Another measure, test–retest reliability, is an indication of how repeatable the test is across multiple measurement occasions. In this case, the assumption is that the construct itself is stable over a particular time span—so if the time span between testing and retesting is too long it would be possible that any change is accounted for not by the way the measure functions but by actual developments in the person being tested.
A third type of reliability is inter-informant reliability, a measure of how repeatable test results are across multiple individuals who report on the character construct being assessed. In this case, Card explained, the underlying assumption is that the character construct being measured is the same in different contexts in which the reporters observe it. For example, both a classroom teacher and an after-school counselor might be asked to evaluate a child’s character based on observation.
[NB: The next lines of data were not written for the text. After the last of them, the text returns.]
use std::sync::Arc;
use std::time::Instant;

use async_trait::async_trait;
use sqlx::PgPool;
use uuid::Uuid;

use crate::database::manager::DatabaseError;
use crate::database::models::{
    NewProduct, ProductChanges, ProductDetail, ProductDetailRow, ProductItem, ProductItemRow, ProductOwnership,
};
use crate::database::query_builder::{QueryBuilder, QueryLog};
use crate::filter::{FilterWhere, ProductFilter};
use crate::types::PageRequest;

/// One page of listing rows plus the window count of the whole match
#[derive(Debug, Clone, Default, PartialEq, Eq)]
pub struct ProductPage {
    pub items: Vec<ProductItem>,
    pub total_data: i64,
}

/// Storage operations the product services depend on.
///
/// Lookups return `Ok(None)` when no live row matches; classifying that as
/// not-found is the caller's job.
#[async_trait]
pub trait ProductRepository: Send + Sync {
    async fn list_products(
        &self,
        shop_id: Option<Uuid>,
        filter: &ProductFilter,
        page: PageRequest,
    ) -> Result<ProductPage, DatabaseError>;

    async fn find_product(&self, id: Uuid) -> Result<Option<ProductDetail>, DatabaseError>;

    async fn find_ownership(&self, id: Uuid) -> Result<Option<ProductOwnership>, DatabaseError>;

    async fn insert_product(&self, product: &NewProduct) -> Result<Uuid, DatabaseError>;

    /// Applies `changes` only while `owner_id` still owns the live product
    async fn update_product(
        &self,
        id: Uuid,
        owner_id: Uuid,
        changes: &ProductChanges,
    ) -> Result<Option<Uuid>, DatabaseError>;

    /// Sets `deleted_at` only while `owner_id` still owns the live product.
    /// Returns the number of rows affected.
    async fn soft_delete_product(&self, id: Uuid, owner_id: Uuid) -> Result<u64, DatabaseError>;

    /// Physically removes every soft-deleted product
    async fn purge_deleted_products(&self) -> Result<u64, DatabaseError>;
}

pub type DynProductRepository = Arc<dyn ProductRepository>;

const LIST_PROJECTION: &str = r#"
    SELECT
        COUNT(p.id) OVER() AS total_data,
        p.id,
        p.name,
        p.price,
        p.stock
    FROM products p
"#;

pub struct PgProductRepository {
    pool: PgPool,
    log: QueryLog,
}

impl PgProductRepository {
    pub fn new(pool: PgPool, log: QueryLog) -> Self {
        Self { pool, log }
    }
}

#[async_trait]
impl ProductRepository for PgProductRepository {
    async fn list_products(
        &self,
        shop_id: Option<Uuid>,
        filter: &ProductFilter,
        page: PageRequest,
    ) -> Result<ProductPage, DatabaseError> {
        let label = if shop_id.is_some() { "repository::list_products_by_shop" } else { "repository::list_products" };
        let query = QueryBuilder::<ProductItemRow>::new(LIST_PROJECTION, FilterWhere::generate(shop_id, filter, page));
        self.log.statement(label, query.sql(), query.params());

        let started = Instant::now();
        let rows = query.select_all(&self.pool).await.map_err(|e| {
            tracing::error!("{} - failed to list products: {}", label, e);
            e
        })?;
        self.log.finished(label, started);

        let total_data = rows.first().map(|r| r.total_data).unwrap_or(0);
        Ok(ProductPage {
            items: rows.into_iter().map(|r| r.item).collect(),
            total_data,
        })
    }

    async fn find_product(&self, id: Uuid) -> Result<Option<ProductDetail>, DatabaseError> {
        let sql = r#"
            SELECT
                p.id,
                p.shop_id,
                p.name,
                p.description,
                p.price,
                p.stock,
                p.category_id,
                c.name AS category_name
            FROM products p
            LEFT JOIN categories c ON p.category_id = c.id
            WHERE
                p.deleted_at IS NULL
                AND p.id = $1
        "#;
        self.log.statement("repository::find_product", sql, &[]);

        let started = Instant::now();
        let row = sqlx::query_as::<_, ProductDetailRow>(sql)
            .bind(id)
            .fetch_optional(&self.pool)
            .await
            .map_err(|e| {
                tracing::error!("repository::find_product - failed to get product {}: {}", id, e);
                DatabaseError::from(e)
            })?;
        self.log.finished("repository::find_product", started);

        Ok(row.map(ProductDetail::from))
    }

    async fn find_ownership(&self, id: Uuid) -> Result<Option<ProductOwnership>, DatabaseError> {
        // Inner join: a product whose shop is missing or soft-deleted has no
        // valid owner and is treated as absent.
        let sql = r#"
            SELECT
                p.id,
                p.shop_id,
                s.user_id
            FROM products p
            INNER JOIN shops s ON p.shop_id = s.id
            WHERE
                p.deleted_at IS NULL
                AND s.deleted_at IS NULL
                AND p.id = $1
        "#;
        self.log.statement("repository::find_ownership", sql, &[]);

        let started = Instant::now();
        let row = sqlx::query_as::<_, ProductOwnership>(sql)
            .bind(id)
            .fetch_optional(&self.pool)
            .await
            .map_err(|e| {
                tracing::error!("repository::find_ownership - failed to verify product {}: {}", id, e);
                DatabaseError::from(e)
            })?;
        self.log.finished("repository::find_ownership", started);

        Ok(row)
    }

    async fn insert_product(&self, product: &NewProduct) -> Result<Uuid, DatabaseError> {
        let sql = r#"
            INSERT INTO products (shop_id, category_id, name, description, price, stock)
            VALUES ($1, $2, $3, $4, $5, $6)
            RETURNING id
        "#;
        self.log.statement("repository::insert_product", sql, &[]);

        let started = Instant::now();
        let (id,): (Uuid,) = sqlx::query_as(sql)
            .bind(product.shop_id)
            .bind(product.category_id)
            .bind(&product.name)
            .bind(&product.description)
            .bind(product.price)
            .bind(product.stock)
            .fetch_one(&self.pool)
            .await
            .map_err(|e| {
                tracing::error!("repository::insert_product - failed to create product {:?}: {}", product, e);
                DatabaseError::classify(e)
            })?;
        self.log.finished("repository::insert_product", started);

        Ok(id)
    }

    async fn update_product(
        &self,
        id: Uuid,
        owner_id: Uuid,
        changes: &ProductChanges,
    ) -> Result<Option<Uuid>, DatabaseError> {
        let sql = r#"
            UPDATE products p
            SET
                name = $1,
                description = $2,
                price = $3,
                stock = $4,
                category_id = $5,
                updated_at = NOW()
            FROM shops s
            WHERE
                p.shop_id = s.id
                AND s.user_id = $6
                AND s.deleted_at IS NULL
                AND p.deleted_at IS NULL
                AND p.id = $7
            RETURNING p.id
        "#;
        self.log.statement("repository::update_product", sql, &[]);

        let started = Instant::now();
        let row: Option<(Uuid,)> = sqlx::query_as(sql)
            .bind(&changes.name)
            .bind(&changes.description)
            .bind(changes.price)
            .bind(changes.stock)
            .bind(changes.category_id)
            .bind(owner_id)
            .bind(id)
            .fetch_optional(&self.pool)
            .await
            .map_err(|e| {
                tracing::error!("repository::update_product - failed to update product {}: {}", id, e);
                DatabaseError::classify(e)
            })?;
        self.log.finished("repository::update_product", started);

        Ok(row.map(|(id,)| id))
    }

    async fn soft_delete_product(&self, id: Uuid, owner_id: Uuid) -> Result<u64, DatabaseError> {
        let sql = r#"
            UPDATE products p
            SET deleted_at = NOW()
            FROM shops s
            WHERE
                p.shop_id = s.id
                AND s.user_id = $1
                AND s.deleted_at IS NULL
                AND p.deleted_at IS NULL
                AND p.id = $2
        "#;
        self.log.statement("repository::soft_delete_product", sql, &[]);

        let started = Instant::now();
        let result = sqlx::query(sql)
            .bind(owner_id)
            .bind(id)
            .execute(&self.pool)
            .await
            .map_err(|e| {
                tracing::error!("repository::soft_delete_product - failed to delete product {}: {}", id, e);
                DatabaseError::from(e)
            })?;
        self.log.finished("repository::soft_delete_product", started);

        Ok(result.rows_affected())
    }

    async fn purge_deleted_products(&self) -> Result<u64, DatabaseError> {
        let mut tx = self.pool.begin().await?;

        let result = sqlx::query("DELETE FROM products WHERE deleted_at IS NOT NULL")
            .execute(&mut *tx)
            .await;

        match result {
            Ok(done) => {
                tx.commit().await?;
                tracing::info!("repository::purge_deleted_products - removed {} products", done.rows_affected());
                Ok(done.rows_affected())
            }
            Err(e) => {
                tracing::error!("repository::purge_deleted_products - failed, rolling back: {}", e);
                tx.rollback().await?;
                Err(e.into())
            }
        }
    }
}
If the character construct is stable across the classroom and after-school setting, then any differences in the observations would contribute to a lower inter-informant reliability score.
It is worth noting, Card observed, that “we don’t really know” how stable elements of character may be over time or across different settings. Nevertheless, internal consistency is important. It is also easier to collect evidence about multiple questions within a single test than to collect evidence over time or across settings, so this measure is commonly used in the context of character education. It is important not to overemphasize the value of reliability measures, Card pointed out. All of the measures are estimates from a sample, so they are measures of how a particular testing instrument performs in a particular context at a particular time.
Validity and equivalence are at least as important as reliability, Card continued. Validity is the extent to which a measurement actually assesses what it is intended to assess. Suppose one wanted to measure how frequently young people were displaying a particular prosocial behavior, and differences among them, Card suggested. The challenge is to find a way to measure the behavior accurately without inadvertently measuring other things that are not relevant. One could use a scale that measures a very specific behavior, such as a questionnaire item asking how often young people offer to help the teacher, but that might not provide enough information, he pointed out. On the other hand, if the construct is not carefully defined the results might reflect the respondents’ understanding that the behavior is socially desirable, rather than how well they display it.
The key to validity, Card emphasized, is to have a very clear definition of the character or development being studied, but the field has not settled that problem. “We have to work toward this,” he suggested, but it is still possible to measure character without either assuming that it is immutable or reducing the complexity of human behavior, psychology, and cognition to a simple variable. What measurement experts can do instead is to define a domain they can measure that represents the traits, skills, or behaviors being studied, as shown in Figure 6-1.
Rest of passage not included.